Un sondage du Réseau environnemental du Nouveau-Brunswick montre que le public est en faveur de solutions fondées sur la nature pour lutter contre les changements climatiques  


Moncton - 17 mai 2023


Un nouveau sondage réalisé par le Réseau environnemental du Nouveau-Brunswick a évalué la compréhension et les connaissances des Néo-Brunswickois ainsi que leur soutien aux approches d'atténuation et d'adaptation aux changements climatiques qui fonctionnent avec la nature. 


Ces approches intègrent des écosystèmes naturels ou des éléments d'écosystèmes naturels dans l'infrastructure afin de répondre aux effets les plus importants du changement climatique ressentis par les Néo-Brunswickois, notamment l'élévation du niveau de la mer, les inondations côtières et intérieures, les vagues de chaleur et la diminution de la qualité de l'eau et de l'air. Les approches fondées sur la nature servent d'outils non seulement pour réduire les risques de ces effets du changement climatique pour les communautés, mais aussi pour réduire les émissions de gaz à effet de serre, améliorer la disponibilité de l'habitat pour les espèces en péril, filtrer l'eau et fournir des espaces verts pour les loisirs et l'activité physique.




Le Réseau environnemental du Nouveau-Brunswick, avec son partenaire Nature NB dans le cadre d'un projet financé par Infrastructure Canada et le Fonds fiduciaire pour l'environnement du Nouveau-Brunswick, dirige un projet visant à aider les municipalités à atténuer les risques climatiques par la mise en œuvre d'une infrastructure climatique naturelle et basée sur la nature. 


Lilian Barraclough, coordinateurice de projet au RENB, explique que "les municipalités sont en première ligne du changement climatique. Leurs services et leurs communautés sont les plus directement touchés par les effets du changement climatique, et leurs actions ont la capacité d'avoir un impact important sur la vie de leurs résidents et sur leur environnement".


Les Néo-Brunswickois ressentent les effets du changement climatique et s'inquiètent de leur état de préparation. Cette étude a demandé aux répondants dans quelle mesure ils se sentaient prêts à faire face aux effets du changement climatique au niveau personnel, et dans quelle mesure ils estimaient que le gouvernement provincial et leurs administrations locales étaient préparés.
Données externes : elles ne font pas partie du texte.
use std::collections::HashMap;

use serde::{Deserialize, Serialize};
use serde_json::Value;
use tokio_util::sync::CancellationToken;
use url::Url;

use super::RepoRef;
use crate::error::{GfError, Result};
use crate::forge::client::Client;
use crate::forge::page::unwrap_list;
use crate::forge::request::{segment, ApiRequest};

macro_rules! event_set {
    ($($field:ident => $key:literal),* $(,)?) => {
        /// Webhook event switches as the server stores them.
        #[derive(Debug, Clone, Copy, Default, PartialEq, Eq, Serialize, Deserialize)]
        #[serde(from = "EventsRepr")]
        pub struct EventSet {
            $(
                #[serde(rename = $key)]
                pub $field: bool,
            )*
        }

        impl EventSet {
            pub const KEYS: &'static [&'static str] = &[$($key),*];

            fn flag_mut(&mut self, key: &str) -> Option<&mut bool> {
                match key {
                    $($key => Some(&mut self.$field),)*
                    _ => None,
                }
            }

            fn flag(&self, key: &str) -> bool {
                match key {
                    $($key => self.$field,)*
                    _ => false,
                }
            }
        }
    };
}

event_set! {
    push => "PUSH",
    tag_create => "TAG_CREATE",
    tag_delete => "TAG_DELETE",
    branch_create => "BRANCH_CREATE",
    branch_delete => "BRANCH_DELETE",
    merge_request_create => "MERGE_REQUEST_CREATE",
    merge_request_update => "MERGE_REQUEST_UPDATE",
    merge => "MERGE",
    discussion_create => "DISCUSSION_CREATE",
    issue_create => "ISSUE_CREATE",
    issue_update => "ISSUE_UPDATE",
    pipeline_new => "PIPELINE_NEW",
    pipeline_success => "PIPELINE_SUCCESS",
    pipeline_fail => "PIPELINE_FAIL",
    release_create => "RELEASE_CREATE",
    release_update => "RELEASE_UPDATE",
    release_delete => "RELEASE_DELETE",
    collaborator_add => "COLLABORATOR_ADD",
    collaborator_delete => "COLLABORATOR_DELETE",
    project_update => "PROJECT_UPDATE",
}

/// Short group names accepted on the command line.
const GROUPS: &[(&str, &[&str])] = &[
    ("push", &["PUSH"]),
    ("tag", &["TAG_CREATE", "TAG_DELETE"]),
    ("branch", &["BRANCH_CREATE", "BRANCH_DELETE"]),
    ("merge_request", &["MERGE_REQUEST_CREATE", "MERGE_REQUEST_UPDATE", "MERGE"]),
    ("discussion", &["DISCUSSION_CREATE"]),
    ("issue", &["ISSUE_CREATE", "ISSUE_UPDATE"]),
    ("pipeline", &["PIPELINE_NEW", "PIPELINE_SUCCESS", "PIPELINE_FAIL"]),
    ("release", &["RELEASE_CREATE", "RELEASE_UPDATE", "RELEASE_DELETE"]),
    ("collaborator", &["COLLABORATOR_ADD", "COLLABORATOR_DELETE"]),
    ("project", &["PROJECT_UPDATE"]),
];

/// The server sends either the flag object or a list of enabled keys.
#[derive(Deserialize)]
#[serde(untagged)]
enum EventsRepr {
    Names(Vec<String>),
    Flags(HashMap<String, Value>),
}

impl From<EventsRepr> for EventSet {
    fn from(repr: EventsRepr) -> Self {
        let mut set = EventSet::default();
        let enabled: Vec<String> = match repr {
            EventsRepr::Names(names) => names,
            EventsRepr::Flags(flags) => flags
                .into_iter()
                .filter(|(_, v)| v.as_bool().unwrap_or(false))
                .map(|(k, _)| k)
                .collect(),
        };
        for key in enabled {
            if let Some(flag) = set.flag_mut(&key.to_ascii_uppercase()) {
                *flag = true;
            }
        }
        set
    }
}

impl EventSet {
    pub fn group_names() -> impl Iterator<Item = &'static str> {
        GROUPS.iter().map(|(name, _)| *name)
    }

    /// Turns group names such as `push` or `merge-request` into flags.
    pub fn from_groups<S: AsRef<str>>(groups: &[S]) -> Result<Self> {
        let mut set = EventSet::default();
        for group in groups {
            let wanted = group.as_ref().trim().to_ascii_lowercase().replace('-', "_");
            let keys = GROUPS
                .iter()
                .find(|(name, _)| *name == wanted)
                .map(|(_, keys)| *keys)
                .ok_or_else(|| {
                    GfError::InvalidInput(format!(
                        "unknown webhook event {:?}; valid events: {}",
                        group.as_ref(),
                        Self::group_names().collect::<Vec<_>>().join(", ")
                    ))
                })?;
            for key in keys {
                if let Some(flag) = set.flag_mut(key) {
                    *flag = true;
                }
            }
        }
        Ok(set)
    }

    /// Groups with at least one flag enabled, for display.
    pub fn groups(&self) -> Vec<&'static str> {
        GROUPS
            .iter()
            .filter(|(_, keys)| keys.iter().any(|key| self.flag(key)))
            .map(|(name, _)| *name)
            .collect()
    }

    pub fn is_empty(&self) -> bool {
        !Self::KEYS.iter().any(|key| self.flag(key))
    }
}

#[derive(Debug, Clone, Serialize, Deserialize)]
#[serde(rename_all = "camelCase")]
pub struct Webhook {
    pub id: String,
    pub url: String,
    #[serde(default, skip_serializing)]
    pub secret: Option<String>,
    #[serde(default)]
    pub events: EventSet,
}

#[derive(Debug, Clone, Default, Serialize)]
pub struct NewWebhook {
    pub url: String,
    #[serde(skip_serializing_if = "Option::is_none")]
    pub secret: Option<String>,
    pub events: EventSet,
}

impl NewWebhook {
    fn validate(&self) -> Result<()> {
        match Url::parse(&self.url) {
            Ok(url) if matches!(url.scheme(), "http" | "https") => {}
            _ => {
                return Err(GfError::InvalidInput(format!(
                    "webhook URL must be an http(s) URL, got {:?}",
                    self.url
                )))
            }
        }
        if self.events.is_empty() {
            return Err(GfError::InvalidInput("at least one webhook event is required".into()));
        }
        Ok(())
    }
}

/// Changes to an existing webhook; `None` keeps the current value.
#[derive(Debug, Clone, Default)]
pub struct WebhookPatch {
    pub url: Option<String>,
    pub secret: Option<String>,
    pub events: Option<EventSet>,
}

pub struct Webhooks<'a> {
    client: &'a Client,
    repo: &'a RepoRef,
}

impl<'a> Webhooks<'a> {
    pub(crate) fn new(client: &'a Client, repo: &'a RepoRef) -> Self {
        Self { client, repo }
    }

    pub async fn list(&self, cancel: &CancellationToken) -> Result<Vec<Webhook>> {
        let body = self
            .client
            .json(cancel, &ApiRequest::get(self.repo.path("/setting/webhook")))
            .await?;
        Ok(unwrap_list(body, "webhookList")?.items)
    }

    pub async fn get(&self, cancel: &CancellationToken, id: &str) -> Result<Webhook> {
        self.client
            .json(cancel, &ApiRequest::get(self.hook_path(id, "")))
            .await
    }

    pub async fn create(&self, cancel: &CancellationToken, new: &NewWebhook) -> Result<Webhook> {
        new.validate()?;
        let req = ApiRequest::post(self.repo.path("/setting/webhook")).json(new)?;
        self.client.json(cancel, &req).await
    }

    /// Updates go through POST on the webhook itself; PUT is not accepted.
    pub async fn update(
        &self,
        cancel: &CancellationToken,
        id: &str,
        patch: &WebhookPatch,
    ) -> Result<Webhook> {
        let current = self.get(cancel, id).await?;
        let merged = NewWebhook {
            url: patch.url.clone().unwrap_or(current.url),
            secret: patch.secret.clone().or(current.secret),
            events: patch.events.unwrap_or(current.events),
        };
        merged.validate()?;
        let req = ApiRequest::post(self.hook_path(id, "")).json(&merged)?;
        match self.client.execute(cancel, &req).await? {
            Some(updated) => Ok(updated),
            None => self.get(cancel, id).await,
        }
    }

    /// Deletion is a POST to `.../delete`.
    pub async fn delete(&self, cancel: &CancellationToken, id: &str) -> Result<()> {
        self.client
            .send(cancel, &ApiRequest::post(self.hook_path(id, "/delete")))
            .await
    }

    fn hook_path(&self, id: &str, suffix: &str) -> String {
        self.repo
            .path(&format!("/setting/webhook/{}{suffix}", segment(id)))
    }
}

#[cfg(test)]
mod tests {
    use super::*;
    use crate::forge::services::test_support::{client_for, repo};
    use mockito::{Matcher, Server};
    use serde_json::json;

    #[test]
    fn groups_expand_to_flags() {
        let set = EventSet::from_groups(&["push", "merge-request"]).unwrap();
        assert!(set.push);
        assert!(set.merge_request_create && set.merge_request_update && set.merge);
        assert!(!set.pipeline_fail);
        assert_eq!(set.groups(), vec!["push", "merge_request"]);
    }

    #[test]
    fn unknown_group_is_rejected() {
        let err = EventSet::from_groups(&["push", "deploy"]).unwrap_err();
        assert!(err.to_string().contains("deploy"));
    }

    #[test]
    fn serializes_uppercase_keys() {
        let set = EventSet::from_groups(&["pipeline"]).unwrap();
        let value = serde_json::to_value(set).unwrap();
        assert_eq!(value["PIPELINE_FAIL"], true);
        assert_eq!(value["PUSH"], false);
        assert_eq!(value.as_object().unwrap().len(), EventSet::KEYS.len());
    }

    #[test]
    fn decodes_flags_and_name_lists() {
        let flags: EventSet = serde_json::from_value(json!({"PUSH": true, "TAG_CREATE": false, "NEW_THING": true}))
            .unwrap();
        assert_eq!(flags.groups(), vec!["push"]);

        let names: EventSet = serde_json::from_value(json!(["ISSUE_CREATE", "release_delete"])).unwrap();
        assert_eq!(names.groups(), vec!["issue", "release"]);
    }

    #[test]
    fn partial_group_still_listed() {
        let set = EventSet {
            pipeline_fail: true,
            ..Default::default()
        };
        assert_eq!(set.groups(), vec!["pipeline"]);
    }

    #[tokio::test]
    async fn delete_is_post_to_delete() {
        let mut server = Server::new_async().await;
        let mock = server
            .mock("POST", "/project/o/r/setting/webhook/hook-1/delete")
            .with_status(200)
            .create_async()
            .await;

        let client = client_for(&server);
        let repo = repo();
        client
            .webhooks(&repo)
            .delete(&CancellationToken::new(), "hook-1")
            .await
            .unwrap();
        mock.assert_async().await;
    }

    #[tokio::test]
    async fn update_posts_merged_webhook() {
        let mut server = Server::new_async().await;
        server
            .mock("GET", "/project/o/r/setting/webhook/hook-1")
            .with_status(200)
            .with_body(r#"{"id":"hook-1","url":"https://ci.example.com/hook","events":{"PUSH":true}}"#)
            .create_async()
            .await;
        let update = server
            .mock("POST", "/project/o/r/setting/webhook/hook-1")
            .match_body(Matcher::PartialJson(json!({
                "url": "https://ci.example.com/hook",
                "events": {"PUSH": false, "PIPELINE_NEW": true}
            })))
            .with_status(200)
            .with_body(r#"{"id":"hook-1","url":"https://ci.example.com/hook","events":["PIPELINE_NEW"]}"#)
            .create_async()
            .await;

        let client = client_for(&server);
        let repo = repo();
        let patch = WebhookPatch {
            events: Some(EventSet::from_groups(&["pipeline"]).unwrap()),
            ..Default::default()
        };
        let hook = client
            .webhooks(&repo)
            .update(&CancellationToken::new(), "hook-1", &patch)
            .await
            .unwrap();

        update.assert_async().await;
        assert_eq!(hook.events.groups(), vec!["pipeline"]);
    }

    #[tokio::test]
    async fn create_validates_before_sending() {
        let server = Server::new_async().await;
        let client = client_for(&server);
        let repo = repo();
        let hooks = client.webhooks(&repo);
        let cancel = CancellationToken::new();

        let no_events = NewWebhook {
            url: "https://example.com".into(),
            ..Default::default()
        };
        assert!(hooks.create(&cancel, &no_events).await.is_err());

        let bad_url = NewWebhook {
            url: "ftp://example.com".into(),
            events: EventSet::from_groups(&["push"]).unwrap(),
            ..Default::default()
        };
        assert!(hooks.create(&cancel, &bad_url).await.is_err());
    }
}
La grande majorité des personnes interrogées ne se sentent pas prêtes, 78 % d'entre elles se sentant mal préparées au niveau personnel et 88 % au niveau des gouvernements provinciaux et municipaux.

Le directeur de la conservation de Nature NB, Adam Cheeseman, estime que "ce résultat indique clairement la nécessité d'un soutien continu pour aider les individus et les gouvernements à se préparer et à s'adapter, en particulier compte tenu des impacts auxquels les communautés sont déjà confrontées dans l'ensemble de la province".


Les chercheurs ont interrogé plus de 660 habitants de la province, toutes catégories démographiques confondues. Le sondage a révélé que, dans l'ensemble, lorsqu'ils ont le choix entre une solution traditionnelle, élaborée par l'être humain, et une solution fondée sur la nature, la grande majorité des répondants choisiraient la solution fondée sur la nature, même si elle prenait plus de temps à mettre en œuvre. Leur soutien aux solutions fondées sur la nature a été renforcé par leur désir de bénéficier des avantages corrélatifs associés, notamment l'amélioration de la santé mentale et physique et du bien-être général de la collectivité, l'amélioration de la qualité de l'eau et de l'air, l'augmentation des possibilités économiques pour les résidents et la réduction des émissions de gaz à effet de serre. Cependant, seuls 21 % des répondants connaissaient les solutions climatiques basées sur la nature avant de répondre à l'enquête et seuls 18 % savaient qu'il existait un plan d'action provincial récent sur le climat. 


Les résultats de cette étude montrent clairement que le public soutient les solutions climatiques basées sur la nature et que les habitants ressentent le besoin de disposer de davantage de soutiens pour faire face à l'aggravation des risques liés à la crise climatique, qu'il s'agisse d'une meilleure éducation, de plans ou d'avantages et de soutiens directs dans leur vie de tous les jours.